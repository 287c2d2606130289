use thiserror::Error;

#[derive(Error, Debug, Clone)]
pub enum GriddleError {
    #[error("Database is not syncable: {0}")]
    NotSyncable(String),

    #[error("Primary store error: {0}")]
    Store(String),

    #[error("Search index error: {0}")]
    Search(String),

    #[error("Bulk write failed ({attempted} operations): {reason}")]
    BulkFailed { attempted: usize, reason: String },

    #[error("Migration failed for {database}: {reason}")]
    Migration { database: String, reason: String },

    #[error("Invalid index metadata on {0}")]
    InvalidMetadata(String),

    #[error("Configuration error: {0}")]
    Config(String),

    #[error("JSON error: {0}")]
    Json(String),
}

pub type Result<T> = std::result::Result<T, GriddleError>;

impl From<serde_json::Error> for GriddleError {
    fn from(e: serde_json::Error) -> Self {
        GriddleError::Json(e.to_string())
    }
}

impl GriddleError {
    pub fn migration(database: impl Into<String>, reason: impl std::fmt::Display) -> Self {
        GriddleError::Migration {
            database: database.into(),
            reason: reason.to_string(),
        }
    }
}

=======

**Your task:**
Wherever "GriddleError" occurs in the records above, copy the line it sits in.

**Written reply:**
pub enum GriddleError {
pub type Result<T> = std::result::Result<T, GriddleError>;
impl From<serde_json::Error> for GriddleError {
        GriddleError::Json(e.to_string())
impl GriddleError {
        GriddleError::Migration {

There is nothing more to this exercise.